Five Voice-To-Text Software To Increase Your Productivity

Voice-To-Text Software

Five Voice-To-Text Software To Increase Your Productivity-


Are you tired of having to correct countless mistakes caused by automatic transcription services that use outdated technology? Do you wish to spend your money on something that actually works as advertised? If so, Audext is audio to text converter online and it is here to offer you all of that and more. Instead of wasting hours trying to perfect sloppy algorithms, Audext uses the latest and greatest technological advancements of both AI and machine learning in order to accurately analyze speech and provide a credible result. It takes into account everyone’s needs: podcasters, students and journalists. It doesn’t matter who you are – Audext will do the best possible job as long as you have an audio file without overwhelming background noise,

Users are not only limited to.MP3 files, since there’s also support for both.WAV and.WMV audio formats. Forget about companies that charge additionally if you want to have each speaker labeled. Audext prompts you to enter each person’s name during the upload process and automatically formats the text according to the audio flow. Although the AI algorithms feature 99%+ accuracy, a couple of errors here and there are still possible. If that occurs, Audext’s online editor makes it possible to fix those mistakes even if the process isn’t fully finished. Once you’re satisfied, download the final output in either .DOC or .TXT format.

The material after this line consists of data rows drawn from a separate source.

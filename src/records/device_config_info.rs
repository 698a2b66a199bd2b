//! `DeviceConfigInfo.xml`: configured devices and their parameters.

use std::cell::OnceCell;
use std::collections::HashMap;
use std::path::Path;

use serde::{Deserialize, Serialize};

use super::{required, text};
use crate::schema;
use crate::xml::{FromXml, ParseError, ParseOptions, XmlElement, XmlFile};

/// A device in `DeviceConfigInfo.xml`
#[derive(Debug, Clone, PartialEq, Eq, Serialize, Deserialize)]
pub struct Device {
    /// ID of the device, e.g. `TCC_1`
    pub device_id: String,
    /// Display name of the device
    pub display_name: String,
}

impl FromXml for Device {
    fn from_xml(element: &XmlElement) -> Result<Self, ParseError> {
        Ok(Self {
            device_id: required(element, "DeviceID", text)?,
            display_name: required(element, "DisplayName", text)?,
        })
    }
}

/// A configuration parameter in `DeviceConfigInfo.xml`.
///
/// Values are kept as text; units vary from resource to resource.
#[derive(Debug, Clone, PartialEq, Eq, Serialize, Deserialize)]
pub struct Parameter {
    /// ID of the device this parameter configures
    pub device_id: String,
    /// Name of the resource
    pub resource_name: String,
    /// ID of the resource
    pub resource_id: String,
    /// Value of the parameter
    pub value: String,
    /// Units of the value
    pub units: String,
    /// Display name of the parameter
    pub display_name: String,
}

impl Parameter {
    /// Short description such as `<Parameter(Tag Max. Temp.)>`
    pub fn summary(&self) -> String {
        format!("<Parameter({})>", self.display_name)
    }
}

impl FromXml for Parameter {
    fn from_xml(element: &XmlElement) -> Result<Self, ParseError> {
        Ok(Self {
            device_id: required(element, "DeviceID", text)?,
            resource_name: required(element, "ResourceName", text)?,
            resource_id: required(element, "ResourceID", text)?,
            value: required(element, "Value", text)?,
            units: required(element, "Units", text)?,
            display_name: required(element, "DisplayName", text)?,
        })
    }
}

/// Device configuration parsed from `DeviceConfigInfo.xml`.
///
/// As with [`DeviceList`](super::DeviceList), device lookups are memoized in
/// a [`OnceCell`] and the type is not `Sync`.
#[derive(Debug, Clone, Default, Serialize, Deserialize)]
pub struct DeviceConfigInfo {
    /// Configuration parameters, in document order
    pub parameters: Vec<Parameter>,
    devices: Vec<Device>,
    #[serde(skip)]
    index: OnceCell<HashMap<String, usize>>,
}

impl DeviceConfigInfo {
    /// Create from parameters and devices, rejecting duplicate device IDs
    pub fn new(parameters: Vec<Parameter>, devices: Vec<Device>) -> Result<Self, ParseError> {
        for (position, device) in devices.iter().enumerate() {
            if devices[..position]
                .iter()
                .any(|other| other.device_id == device.device_id)
            {
                return Err(ParseError::DuplicateDevice(device.device_id.clone()));
            }
        }
        Ok(Self {
            parameters,
            devices,
            index: OnceCell::new(),
        })
    }

    /// Devices, in document order
    pub fn devices(&self) -> &[Device] {
        &self.devices
    }

    /// Device with the given ID.
    ///
    /// Repeated calls on the same instance return the same `&Device`.
    pub fn get_device(&self, device_id: &str) -> Option<&Device> {
        let index = self.index.get_or_init(|| {
            self.devices
                .iter()
                .enumerate()
                .map(|(position, device)| (device.device_id.clone(), position))
                .collect()
        });
        index.get(device_id).map(|&position| &self.devices[position])
    }

    /// Parameters configuring the given device, in document order
    pub fn parameters_for<'a>(&'a self, device_id: &'a str) -> impl Iterator<Item = &'a Parameter> {
        self.parameters
            .iter()
            .filter(move |parameter| parameter.device_id == device_id)
    }
}

impl PartialEq for DeviceConfigInfo {
    fn eq(&self, other: &Self) -> bool {
        self.parameters == other.parameters && self.devices == other.devices
    }
}

impl FromXml for DeviceConfigInfo {
    fn from_xml(element: &XmlElement) -> Result<Self, ParseError> {
        let devices = element
            .children_named("Device")
            .map(Device::from_xml)
            .collect::<Result<Vec<_>, _>>()?;
        let parameters = element
            .children_named("Parameter")
            .map(Parameter::from_xml)
            .collect::<Result<Vec<_>, _>>()?;
        Self::new(parameters, devices)
    }
}

impl XmlFile for DeviceConfigInfo {
    const FILE_NAME: &'static str = "DeviceConfigInfo.xml";
    const SCHEMA: Option<&'static str> = Some(schema::DEVICE_CONFIG_INFO);
}

/// Read `DeviceConfigInfo.xml` from the given `AcqData` directory
pub fn read_device_config_xml(dir: impl AsRef<Path>) -> Result<DeviceConfigInfo, ParseError> {
    DeviceConfigInfo::read_from_dir(dir, &ParseOptions::default())
}

#[cfg(test)]
mod tests {
    use super::*;

    const DEVICE_CONFIG_XML: &str = r#"<?xml version="1.0" encoding="utf-8"?>
<DeviceConfigInfo>
  <Device>
    <DeviceID>TCC_1</DeviceID>
    <DisplayName>Column Comp.</DisplayName>
  </Device>
  <Device>
    <DeviceID>QTOF_1</DeviceID>
    <DisplayName>Q-TOF</DisplayName>
  </Device>
  <Parameter>
    <DeviceID>TCC_1</DeviceID>
    <ResourceName>MaxTemp</ResourceName>
    <ResourceID>TCC_MaxTemp</ResourceID>
    <Value>80.0</Value>
    <Units>°C</Units>
    <DisplayName>Tag Max. Temp.</DisplayName>
  </Parameter>
  <Parameter>
    <DeviceID>QTOF_1</DeviceID>
    <ResourceName>Ionization</ResourceName>
    <ResourceID>QTOF_Ionization</ResourceID>
    <Value>Dual AJS ESI</Value>
    <Units />
    <DisplayName>Ion Source</DisplayName>
  </Parameter>
  <Parameter>
    <DeviceID>TCC_1</DeviceID>
    <ResourceName>Valve</ResourceName>
    <ResourceID>TCC_Valve</ResourceID>
    <Value></Value>
    <Units></Units>
    <DisplayName>Valve Installed</DisplayName>
  </Parameter>
</DeviceConfigInfo>"#;

    fn config() -> DeviceConfigInfo {
        DeviceConfigInfo::from_xml(&XmlElement::parse_str(DEVICE_CONFIG_XML).unwrap()).unwrap()
    }

    #[test]
    fn test_from_xml() {
        let config = config();
        assert_eq!(config.devices().len(), 2);
        assert_eq!(config.parameters.len(), 3);

        let tcc = &config.devices()[0];
        assert_eq!(tcc.device_id, "TCC_1");
        assert_eq!(tcc.display_name, "Column Comp.");

        let max_temp = &config.parameters[0];
        assert_eq!(max_temp.value, "80.0");
        assert_eq!(max_temp.units, "°C");
        assert_eq!(max_temp.summary(), "<Parameter(Tag Max. Temp.)>");

        let source = &config.parameters[1];
        assert_eq!(source.units, "");
        assert_eq!(config.parameters[2].value, "");
    }

    #[test]
    fn test_lookups() {
        let config = config();
        let first = config.get_device("QTOF_1").unwrap();
        assert!(std::ptr::eq(first, config.get_device("QTOF_1").unwrap()));
        assert!(config.get_device("ALS_1").is_none());

        let names: Vec<&str> = config
            .parameters_for("TCC_1")
            .map(|p| p.resource_name.as_str())
            .collect();
        assert_eq!(names, vec!["MaxTemp", "Valve"]);
    }

    #[test]
    fn test_missing_required_child() {
        let xml = DEVICE_CONFIG_XML.replace("<ResourceName>Valve</ResourceName>", "");
        let err = DeviceConfigInfo::from_xml(&XmlElement::parse_str(&xml).unwrap()).unwrap_err();
        assert!(matches!(err, ParseError::MissingElement { ref name, .. } if name == "ResourceName"));
    }

    #[test]
    fn test_missing_value_or_units() {
        let xml = DEVICE_CONFIG_XML.replace("<Value>80.0</Value>", "");
        let err = DeviceConfigInfo::from_xml(&XmlElement::parse_str(&xml).unwrap()).unwrap_err();
        assert!(matches!(err, ParseError::MissingElement { ref name, .. } if name == "Value"));

        let xml = DEVICE_CONFIG_XML.replace("<Units>°C</Units>", "");
        let err = DeviceConfigInfo::from_xml(&XmlElement::parse_str(&xml).unwrap()).unwrap_err();
        assert!(matches!(err, ParseError::MissingElement { ref name, .. } if name == "Units"));
    }

    #[test]
    fn test_duplicate_device() {
        let xml = DEVICE_CONFIG_XML.replace(
            "<DeviceID>QTOF_1</DeviceID>\n    <DisplayName>Q-TOF",
            "<DeviceID>TCC_1</DeviceID>\n    <DisplayName>Q-TOF",
        );
        let err = DeviceConfigInfo::from_xml(&XmlElement::parse_str(&xml).unwrap()).unwrap_err();
        assert!(matches!(err, ParseError::DuplicateDevice(ref id) if id == "TCC_1"));
    }

    #[test]
    fn test_json_round_trip() {
        let config = config();
        let restored = DeviceConfigInfo::from_json(&config.to_json().unwrap()).unwrap();
        assert_eq!(restored, config);
        assert!(restored.get_device("TCC_1").is_some());
    }
}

Before making you pay for it, Audext provides a 30-minute free trial in order to assure you of its quality. Simply register for free using only an e-mail and a password. Afterward, there are plenty of pricing plans to choose from if you wish to continue using it.

  1. e-Speaking

Characterized by a simple and straightforward interface, e-Speaking is a Windows-based speech recognition software aimed to ease day-to-day PC use. It tries to implement basic keyboard and mouse functionality in the form of voice commands and different phrases, such as “Mouse Up”, “Read All Text”, “Open Internet” etc. The software itself is fairly lightweight and it was built on SAPI and .NET interfaces, which is why it’s able to natively integrate with Office-based programs. There are over 100 built-in commands and the users can customize them extensively.

Unfortunately, the options to add, edit and remove commands are locked behind a one-time purchase of the $14 premium version. e-Speaking also has a significant lack of any voice training, which makes its accuracy suffer greatly. It does support a wide range of Windows versions, from XP all the way to 8 (Windows 10 is not listed, but it should work without any issues).

  1. Voice Finger

Similar to the previous tool, Voice Finger is another piece of software that wishes to remove the need for any keyboard and mouse contact. However, this one tries to minimize the delay between when the command is spoken and when it’s executed in order to be more suitable for gamers. Voice Finger views the desktop as a grid of coordinates corresponding to a single area of pixels, which essentially allows for instant execution of any command. For people with injuries or chronic disabilities, this is a much more simplified way of interacting with their PC’s.

The software is free for personal use for up to 30 days, after which it costs $9.99. It takes up a small amount of storage space, but unfortunately, it only supports versions of Windows from Vista to Windows 8.

  1. Apple Dictation

If you own any Apple device, such as an iPhone or a Mac, this is most likely what you’ll be using. Any spot where you can type something with your keyboard supports Apple Dictation, and it can be turned on by simply tapping the microphone icon. It recognizes regular words, as well as punctuation, formatting and emoji commands by the likes of “Smiley”, “New Line”, “Cap” etc. Besides English, Apple supports a number of different languages.

Unfortunately, Apple Dictation is available only on the devices made by Apple. The convenient thing is that it comes pre-installed so you won’t have to go through the trouble of downloading it. Keep in mind that Apple recommends not speaking for longer than 40 seconds in order to get the best possible results.

  1. Speech notes

When you’re in a hurry but have to write out an important piece of information, Speechnotes is there to land you a hand. An interesting spin on a notepad, Speechnotes is capable of recording anything from a 50-word note to a 1000 word text. It doesn’t require any registration or installation, and it works on any type of device with the support of a Chrome-based browser. Alongside words, Speechnotes has commands for all the crucial punctuation marks. You won’t have to worry about losing any data since it’s capable of saving sessions on the Cloud for later use.

Speech notes is completely free with most of the features unlocked. However, if you wish to transcribe audio or video files, it’s going to cost $0.1 per minute.